Chickens have to be among the dumbest animals that ever crossed the road. I mean, as anyone with any experience with chickens can tell you, it's a waste of time to wonder why they cross the road. They don't really have the good sense to get out of it in the first place.

Chickens don't run wild out this way; it just seems that way sometimes. A lot of folks keep them and let them run around on their own. If you throw them a little feed every once in a while, they pretty much stick around and take care of themselves - that is, until someone gets hungry.

All our ponderings about the motivations of chickens or their ancestral origins - was it chicken or egg that came first? - likely says a lot more about their widespread abundance than it does about the depth of our own philosophical meditations.

Why not consider instead the motivations of a more clearly intelligent animal - a racoon, for instance - than those of a pea-brained bird?

No, I don't really like slowing to watch chickens as they mindlessly bob their heads at my approach, engaging in full-scale flight - if you can call it that - only moments before they might have been smashed into oblivion beneath the wheels of my truck.

Such suicidal indecision is discomforting everywhere but in barnyard roosts and the halls of Congress.

No, it's not the chickens in the road that please me.

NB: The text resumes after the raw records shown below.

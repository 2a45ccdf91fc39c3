//! Benchmark orchestration
//!
//! A run moves through `Init → Configured → Ingested → Querying → Reporting
//! → Done`, or to `Failed` from any step. Engine storage is reset before the
//! run and removed when it ends, whichever way it ends.
//!
//! Invocations are strictly sequential: every engine call is awaited before
//! the next is issued, and all ingestion finishes before the first search.

use serde::{Deserialize, Serialize};
use std::collections::HashSet;
use std::io;
use std::path::{Path, PathBuf};
use std::time::{Duration, Instant};

use crate::config::{first_repeat, RunSettings, SearchMethod};
use crate::corpus::{EmbeddingRecord, QueryRecord};
use crate::engine::{AddOutcome, EngineBackend};
use crate::error::{DataError, HarnessError};

use super::metrics::{BenchmarkSummary, QueryMeasurement};

/// Progress is logged every this many ingested records
const INGEST_LOG_INTERVAL: usize = 100;

#[derive(Debug, Clone, Copy, PartialEq, Eq, Serialize, Deserialize)]
#[serde(rename_all = "lowercase")]
pub enum RunPhase {
    Init,
    Configured,
    Ingested,
    Querying,
    Reporting,
    Done,
    Failed,
}

impl RunPhase {
    pub fn name(&self) -> &'static str {
        match self {
            Self::Init => "init",
            Self::Configured => "configured",
            Self::Ingested => "ingested",
            Self::Querying => "querying",
            Self::Reporting => "reporting",
            Self::Done => "done",
            Self::Failed => "failed",
        }
    }
}

/// Which searches to issue
#[derive(Debug, Clone, PartialEq, Serialize, Deserialize)]
pub struct BenchmarkPlan {
    /// Innermost loop, in this order for every query
    pub methods: Vec<SearchMethod>,
    /// Outermost loop
    pub top_k_values: Vec<usize>,
    /// Ground truth for recall
    pub baseline: SearchMethod,
}

impl BenchmarkPlan {
    pub fn from_settings(settings: &RunSettings) -> Self {
        Self {
            methods: settings.methods.clone(),
            top_k_values: settings.top_k_values.clone(),
            baseline: settings.baseline.clone(),
        }
    }

    pub fn validate(&self) -> Result<(), HarnessError> {
        if self.methods.is_empty() {
            return Err(HarnessError::configuration("no search methods to benchmark"));
        }
        if let Some(method) = first_repeat(&self.methods) {
            return Err(HarnessError::configuration(format!(
                "search method `{}` is listed more than once",
                method
            )));
        }
        if self.top_k_values.is_empty() || self.top_k_values.contains(&0) {
            return Err(HarnessError::configuration("top-k values must be non-empty and positive"));
        }
        if let Some(k) = first_repeat(&self.top_k_values) {
            return Err(HarnessError::configuration(format!(
                "top-k value {} is listed more than once",
                k
            )));
        }
        if !self.methods.contains(&self.baseline) {
            return Err(HarnessError::configuration(format!(
                "baseline method `{}` is not being benchmarked",
                self.baseline
            )));
        }
        Ok(())
    }

    /// Searches the plan issues for `query_count` queries
    pub fn search_count(&self, query_count: usize) -> usize {
        self.methods.len() * self.top_k_values.len() * query_count
    }
}

/// Outcome of the ingestion phase
#[derive(Debug, Clone, PartialEq, Default, Serialize, Deserialize)]
pub struct IngestReport {
    pub attempted: usize,
    pub added: usize,
    /// Rejected by the harness or reported as existing by the engine
    pub duplicates: usize,
    /// Failed local validation
    pub rejected: usize,
    /// Engine invocation failed
    pub failed: usize,
    pub elapsed_ms: f64,
}

impl IngestReport {
    pub fn format_summary(&self) -> String {
        format!(
            "Added: {}/{} | Duplicates: {} | Rejected: {} | Failed: {} | {:.1}s",
            self.added,
            self.attempted,
            self.duplicates,
            self.rejected,
            self.failed,
            self.elapsed_ms / 1000.0
        )
    }
}

/// Everything a finished run produced
#[derive(Debug, Clone, Serialize, Deserialize)]
pub struct BenchmarkRun {
    pub phase: RunPhase,
    pub plan: BenchmarkPlan,
    pub ingest: IngestReport,
    pub query_count: usize,
    pub measurements: Vec<QueryMeasurement>,
    pub summary: BenchmarkSummary,
    pub elapsed_ms: f64,
}

// =============================================================================
// STORAGE
// =============================================================================

/// Remove a file or directory tree; a missing path is not an error
pub fn remove_storage(path: &Path) -> io::Result<()> {
    match std::fs::symlink_metadata(path) {
        Ok(meta) if meta.is_dir() => std::fs::remove_dir_all(path),
        Ok(_) => std::fs::remove_file(path),
        Err(e) if e.kind() == io::ErrorKind::NotFound => Ok(()),
        Err(e) => Err(e),
    }
}

/// Exclusive claim on the engine's storage for one run
///
/// Claiming wipes whatever a previous run left behind; dropping the guard
/// wipes what this run created.
#[derive(Debug)]
pub struct StorageGuard {
    path: PathBuf,
}

impl StorageGuard {
    pub fn claim(path: &Path) -> Result<Self, HarnessError> {
        remove_storage(path).map_err(|e| {
            HarnessError::configuration(format!("cannot reset storage {:?}: {}", path, e))
        })?;
        tracing::debug!("Claimed engine storage {:?}", path);
        Ok(Self {
            path: path.to_path_buf(),
        })
    }

    pub fn path(&self) -> &Path {
        &self.path
    }
}

impl Drop for StorageGuard {
    fn drop(&mut self) {
        match remove_storage(&self.path) {
            Ok(()) => tracing::debug!("Removed engine storage {:?}", self.path),
            Err(e) => tracing::warn!("Failed to remove engine storage {:?}: {}", self.path, e),
        }
    }
}

// =============================================================================
// DRIVER
// =============================================================================

pub struct BenchmarkDriver<'a, E: EngineBackend + ?Sized> {
    engine: &'a E,
    phase: RunPhase,
}

impl<'a, E: EngineBackend + ?Sized> BenchmarkDriver<'a, E> {
    pub fn new(engine: &'a E) -> Self {
        Self {
            engine,
            phase: RunPhase::Init,
        }
    }

    pub fn phase(&self) -> RunPhase {
        self.phase
    }

    fn transition(&mut self, next: RunPhase) {
        tracing::debug!("Run phase {} -> {}", self.phase.name(), next.name());
        self.phase = next;
    }

    /// Ingest `ingest_set`, run every planned search and aggregate
    ///
    /// Only fatal errors (configuration, cancellation) are returned. Per
    /// record and per query failures are logged and counted.
    pub async fn run(
        &mut self,
        ingest_set: &[EmbeddingRecord],
        queries: &[QueryRecord],
        plan: &BenchmarkPlan,
    ) -> Result<BenchmarkRun, HarnessError> {
        let result = self.run_phases(ingest_set, queries, plan).await;
        if let Err(e) = &result {
            tracing::error!("Benchmark run failed during {}: {}", self.phase.name(), e);
            self.transition(RunPhase::Failed);
        }
        result
    }

    async fn run_phases(
        &mut self,
        ingest_set: &[EmbeddingRecord],
        queries: &[QueryRecord],
        plan: &BenchmarkPlan,
    ) -> Result<BenchmarkRun, HarnessError> {
        let start = Instant::now();
        let _storage = StorageGuard::claim(self.engine.storage_path())?;

        plan.validate()?;
        self.engine.verify().await?;
        self.transition(RunPhase::Configured);

        let ingest = self.ingest(ingest_set).await?;
        tracing::info!("Ingestion finished. {}", ingest.format_summary());
        self.transition(RunPhase::Ingested);

        self.transition(RunPhase::Querying);
        let measurements = self.query(queries, plan, &ingest, ingest_set).await?;

        self.transition(RunPhase::Reporting);
        let summary =
            BenchmarkSummary::aggregate(&measurements, &plan.methods, &plan.top_k_values, &plan.baseline);
        if summary.failed_count > 0 {
            tracing::warn!(
                "{} of {} searches failed and are reported as zero-result measurements",
                summary.failed_count,
                summary.measurement_count
            );
        }

        self.transition(RunPhase::Done);
        Ok(BenchmarkRun {
            phase: self.phase,
            plan: plan.clone(),
            ingest,
            query_count: queries.len(),
            measurements,
            summary,
            elapsed_ms: start.elapsed().as_secs_f64() * 1000.0,
        })
    }

    async fn ingest(&mut self, records: &[EmbeddingRecord]) -> Result<IngestReport, HarnessError> {
        let start = Instant::now();
        let limits = self.engine.config().limits();
        let mut seen: HashSet<&str> = HashSet::with_capacity(records.len());
        let mut report = IngestReport::default();

        tracing::info!("Ingesting {} records", records.len());
        for record in records {
            report.attempted += 1;

            if let Err(e) = record.validate(&limits) {
                tracing::warn!("Skipping record: {}", e);
                report.rejected += 1;
                continue;
            }
            if !seen.insert(record.label.as_str()) {
                let e = DataError::DuplicateLabel {
                    label: record.label.clone(),
                };
                tracing::warn!("Skipping record: {}", e);
                report.duplicates += 1;
                continue;
            }

            match self.engine.add(record).await {
                Ok(AddOutcome::Added) => report.added += 1,
                Ok(AddOutcome::Duplicate) => {
                    let e = DataError::DuplicateLabel {
                        label: record.label.clone(),
                    };
                    tracing::warn!("Engine kept the existing record: {}", e);
                    report.duplicates += 1;
                }
                Err(e) if e.is_fatal() => return Err(e),
                Err(HarnessError::Data(e)) => {
                    tracing::warn!("Skipping record: {}", e);
                    report.rejected += 1;
                }
                Err(e) => {
                    tracing::warn!("Failed to add `{}`: {}", record.label, e);
                    report.failed += 1;
                }
            }

            if report.attempted % INGEST_LOG_INTERVAL == 0 {
                tracing::info!("  Ingested {}/{}", report.attempted, records.len());
            }
        }

        if report.added == 0 && !records.is_empty() {
            tracing::warn!("No records were ingested; every search will come back empty");
        }
        report.elapsed_ms = start.elapsed().as_secs_f64() * 1000.0;
        Ok(report)
    }

    async fn query(
        &mut self,
        queries: &[QueryRecord],
        plan: &BenchmarkPlan,
        ingest: &IngestReport,
        ingest_set: &[EmbeddingRecord],
    ) -> Result<Vec<QueryMeasurement>, HarnessError> {
        let limits = self.engine.config().limits();
        let ingested_labels: HashSet<&str> = ingest_set.iter().map(|r| r.label.as_str()).collect();
        let query_errors: Vec<Option<DataError>> = queries
            .iter()
            .map(|q| {
                if ingested_labels.contains(q.label.as_str()) {
                    tracing::warn!("Query `{}` is also in the ingest set", q.label);
                }
                q.validate(&limits).err()
            })
            .collect();

        let total = plan.search_count(queries.len());
        tracing::info!(
            "Running {} searches ({} queries × {} methods × {} top-k values)",
            total,
            queries.len(),
            plan.methods.len(),
            plan.top_k_values.len()
        );

        let mut measurements = Vec::with_capacity(total);
        for &top_k in &plan.top_k_values {
            tracing::info!("  top_k = {}", top_k);
            for (query_index, query) in queries.iter().enumerate() {
                for method in &plan.methods {
                    if let Some(e) = &query_errors[query_index] {
                        let error = HarnessError::from(e.clone());
                        measurements.push(QueryMeasurement::failed(
                            query_index,
                            &query.label,
                            method,
                            top_k,
                            Duration::ZERO,
                            &error,
                        ));
                        continue;
                    }

                    let start = Instant::now();
                    let outcome = self.engine.search(query, top_k, method).await;
                    let wall = start.elapsed();

                    let measurement = match outcome {
                        Ok(response) => {
                            let bound = top_k.min(ingest.added);
                            if response.actual_results_count > bound {
                                tracing::warn!(
                                    "{} search for `{}` returned {} results, expected at most {}",
                                    method,
                                    query.label,
                                    response.actual_results_count,
                                    bound
                                );
                            }
                            if let Some(count) = response.database_record_count {
                                if count != ingest.added {
                                    tracing::warn!(
                                        "Engine reports {} stored records but {} were ingested",
                                        count,
                                        ingest.added
                                    );
                                }
                            }
                            QueryMeasurement::from_response(
                                query_index,
                                &query.label,
                                method,
                                top_k,
                                &response,
                                wall,
                            )
                        }
                        Err(e) if e.is_fatal() => return Err(e),
                        Err(e) => {
                            tracing::warn!("{} search for `{}` failed: {}", method, query.label, e);
                            QueryMeasurement::failed(query_index, &query.label, method, top_k, wall, &e)
                        }
                    };
                    measurements.push(measurement);
                }
            }
        }

        Ok(measurements)
    }
}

It's that the road, itself, is isolated enough to make their never-ending crossings possible.

As abundant as the chickens are, I've never seen one hit. There is so little traffic on our road that their crossings could go on without hazard for a long time - at least as long as it might take for people to stop wondering why they do it.

While the scenery out here is worthy of admiration, I still relish the idea that I have to watch for these lame-brained birds. It reinforces my idea of the kind of lifestyle that attracted me here in the first place.

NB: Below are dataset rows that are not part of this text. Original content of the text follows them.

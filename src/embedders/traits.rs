//! Embedder trait abstraction
//!
//! Defines the interface corpus generation uses to turn text into vectors.

use std::time::Duration;

/// Text to fixed-length vector
///
/// Implementations must be deterministic: the same text always yields the
/// same vector, so a corpus can be regenerated from its seed.
pub trait Embedder: Send + Sync {
    /// Human-readable name recorded in generated artifacts
    fn name(&self) -> &str;

    /// Length of every vector this embedder produces
    fn dimensions(&self) -> usize;

    /// Generate an embedding for a single text
    fn embed(&self, text: &str) -> Vec<f32>;

    /// Generate embeddings for a batch of texts
    fn embed_batch(&self, texts: &[&str]) -> Vec<Vec<f32>> {
        texts.iter().map(|t| self.embed(t)).collect()
    }
}

/// Helper to measure duration of a sync operation
pub fn measure_sync<F, T>(f: F) -> (T, Duration)
where
    F: FnOnce() -> T,
{
    let start = std::time::Instant::now();
    let result = f();
    let duration = start.elapsed();
    (result, duration)
}
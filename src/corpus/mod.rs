//! Corpus loading, generation and partitioning
//!
//! ```rust,ignore
//! use corpus::{load_source, CorpusGenerator, SourceConfig, partition};
//!
//! let items = load_source(&path, &SourceConfig::new())?;
//! let corpus = CorpusGenerator::new().generate(&items, 1000, 42, &embedder)?;
//! let (ingest, queries) = partition(corpus, 10)?;
//! ```

pub mod generator;
pub mod loader;
pub mod record;

pub use generator::{generate_corpus, partition, CorpusGenerator};
pub use loader::{load_source, load_source_dir, load_source_jsonl, SourceConfig, SourceItem};
pub use record::{
    ensure_unique_labels, read_records, write_records, EmbeddingRecord, Metadata, QueryRecord,
    RecordLimits,
};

If you haven't guessed by now, I'm somewhat of a newcomer to country life. Although I've been in the New River Valley for more than 20 years, I was raised in a city. Chickens in the road are still a novelty. They suggest a simpler and more basic way of life to me.

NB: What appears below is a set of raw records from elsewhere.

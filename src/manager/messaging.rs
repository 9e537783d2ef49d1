//! Outbound text and media messages on connected sessions.

use std::sync::Arc;
use std::time::Duration;

use serde::{Deserialize, Serialize};
use tokio::time::timeout;
use tracing::info;

use super::SessionManager;
use crate::error::GatewayError;
use crate::media::{self, MediaPayload, MediaSource};
use crate::session::{ConnectionHandle, HandleKey};
use crate::transport::{
    Jid, MediaKind, OutgoingMessage, TransportClient, TransportError, USER_SERVER,
};
use crate::Result;

/// Messaging tunables.
#[derive(Debug, Clone, Serialize, Deserialize, PartialEq)]
#[serde(default)]
pub struct MessagingConfig {
    /// Prefixed to recipients that do not start with it.
    pub default_country_code: String,
    #[serde(with = "secs")]
    pub send_timeout: Duration,
    /// Covers upload plus send.
    #[serde(with = "secs")]
    pub media_timeout: Duration,
    #[serde(with = "secs")]
    pub download_timeout: Duration,
    pub max_download_bytes: usize,
}

impl Default for MessagingConfig {
    fn default() -> Self {
        Self {
            default_country_code: "55".to_string(),
            send_timeout: Duration::from_secs(30),
            media_timeout: Duration::from_secs(300),
            download_timeout: Duration::from_secs(120),
            max_download_bytes: 25 * 1024 * 1024,
        }
    }
}

mod secs {
    use std::time::Duration;

    use serde::{Deserialize, Deserializer, Serializer};

    pub fn serialize<S: Serializer>(d: &Duration, s: S) -> Result<S::Ok, S::Error> {
        s.serialize_u64(d.as_secs())
    }

    pub fn deserialize<'de, D: Deserializer<'de>>(d: D) -> Result<Duration, D::Error> {
        u64::deserialize(d).map(Duration::from_secs)
    }
}

/// A media message request.
#[derive(Debug, Clone, PartialEq, Eq)]
pub struct MediaMessage {
    pub recipient: String,
    pub source: MediaSource,
    pub mime_type: Option<String>,
    pub caption: Option<String>,
}

/// Receipt of a delivered message.
#[derive(Debug, Clone, PartialEq, Eq, Serialize)]
pub struct SentMessage {
    pub message_id: String,
    pub recipient: String,
}

/// Turn a phone number (or full address) into a user address.
///
/// Spaces, dashes and parentheses are removed; numbers without the default
/// country code get it prefixed.
pub fn normalize_recipient(input: &str, default_country_code: &str) -> Result<Jid> {
    let cleaned: String = input
        .trim()
        .chars()
        .filter(|c| !matches!(c, ' ' | '-' | '(' | ')'))
        .collect();
    if cleaned.is_empty() {
        return Err(GatewayError::InvalidRecipient("empty recipient".into()));
    }

    if cleaned.contains('@') {
        return cleaned
            .parse()
            .map_err(|e| GatewayError::InvalidRecipient(format!("{}", e)));
    }

    let number = cleaned.strip_prefix('+').unwrap_or(&cleaned);
    if !number.chars().all(|c| c.is_ascii_digit()) {
        return Err(GatewayError::InvalidRecipient(format!(
            "'{}' is not a phone number",
            input
        )));
    }
    let number = if number.starts_with(default_country_code) {
        number.to_string()
    } else {
        format!("{}{}", default_country_code, number)
    };
    format!("{}@{}", number, USER_SERVER)
        .parse()
        .map_err(|e| GatewayError::InvalidRecipient(format!("{}", e)))
}

impl SessionManager {
    /// Handle of a paired, connected session.
    fn ready_handle(&self, tenant_id: &str, session_key: &str) -> Result<Arc<ConnectionHandle>> {
        let handle = self
            .registry
            .get(&HandleKey::new(tenant_id, session_key))?
            .ok_or_else(|| GatewayError::NotConnected(format!("no live connection for '{}'", session_key)))?;
        if handle.identity().is_none() {
            return Err(GatewayError::NotConnected(format!(
                "session '{}' is not authenticated",
                session_key
            )));
        }
        if !handle.client().is_connected() {
            return Err(GatewayError::NotConnected(format!(
                "session '{}' is not connected",
                session_key
            )));
        }
        Ok(handle)
    }

    pub async fn send_text(
        &self,
        tenant_id: &str,
        session_key: &str,
        recipient: &str,
        text: &str,
    ) -> Result<SentMessage> {
        let handle = self.ready_handle(tenant_id, session_key)?;
        let to = normalize_recipient(recipient, &self.messaging.default_country_code)?;

        let message = OutgoingMessage::Text {
            body: text.to_string(),
        };
        let message_id = timeout(
            self.messaging.send_timeout,
            handle.client().send_message(&to, message),
        )
        .await
        .map_err(|_| GatewayError::transport("failed to send message", TransportError::Timeout))?
        .map_err(|e| GatewayError::transport("failed to send message", e))?;

        info!(key = %handle.key(), %to, %message_id, "text message sent");
        Ok(SentMessage {
            message_id,
            recipient: to.to_string(),
        })
    }

    pub async fn send_media(
        &self,
        tenant_id: &str,
        session_key: &str,
        request: MediaMessage,
    ) -> Result<SentMessage> {
        let handle = self.ready_handle(tenant_id, session_key)?;
        let to = normalize_recipient(&request.recipient, &self.messaging.default_country_code)?;

        let payload = match &request.source {
            MediaSource::Base64(data) => media::decode_base64(data, request.mime_type.as_deref())?,
            MediaSource::Url(url) => self.fetcher.fetch(url, request.mime_type.as_deref()).await?,
        };

        let message_id = timeout(
            self.messaging.media_timeout,
            upload_and_send(handle.client().as_ref(), &to, payload, request.caption),
        )
        .await
        .map_err(|_| GatewayError::transport("failed to send media", TransportError::Timeout))??;

        info!(key = %handle.key(), %to, %message_id, "media message sent");
        Ok(SentMessage {
            message_id,
            recipient: to.to_string(),
        })
    }
}

async fn upload_and_send(
    client: &dyn TransportClient,
    to: &Jid,
    payload: MediaPayload,
    caption: Option<String>,
) -> Result<String> {
    let kind = MediaKind::from_content_type(&payload.content_type);
    let uploaded = client
        .upload(payload.data, kind)
        .await
        .map_err(|e| GatewayError::transport("failed to upload media", e))?;

    // Audio carries no caption or file name; documents need the file name.
    let (caption, file_name) = match kind {
        MediaKind::Audio => (None, None),
        MediaKind::Document => (caption, Some(payload.file_name)),
        MediaKind::Image | MediaKind::Video => (caption, None),
    };
    let message = OutgoingMessage::Media {
        kind,
        media: uploaded,
        mime_type: payload.content_type,
        caption,
        file_name,
    };
    client
        .send_message(to, message)
        .await
        .map_err(|e| GatewayError::transport("failed to send media", e))
}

You're not allowed to keep chickens in town, because they would be too much of a nuisance. Instead, you're allowed to build almost on top of your neighbors. You're allowed the accompanying traffic, as well.

And in some places, if you want to know what your neighbors are up to, all you have to do is listen. You can hear them through the walls.

I'd rather have the chickens in the road. I moved out here to get away from overcrowded towns. Like me, chickens wouldn't stand a chance in a place like that.

Uncooked, anyway.

Steve Kark is an instructor at Virginia Tech and a correspondent for the Roanoke Times & World-News. He writes from his home in scenic Rye Hollow, in a remote part of Giles County south of Pearisburg.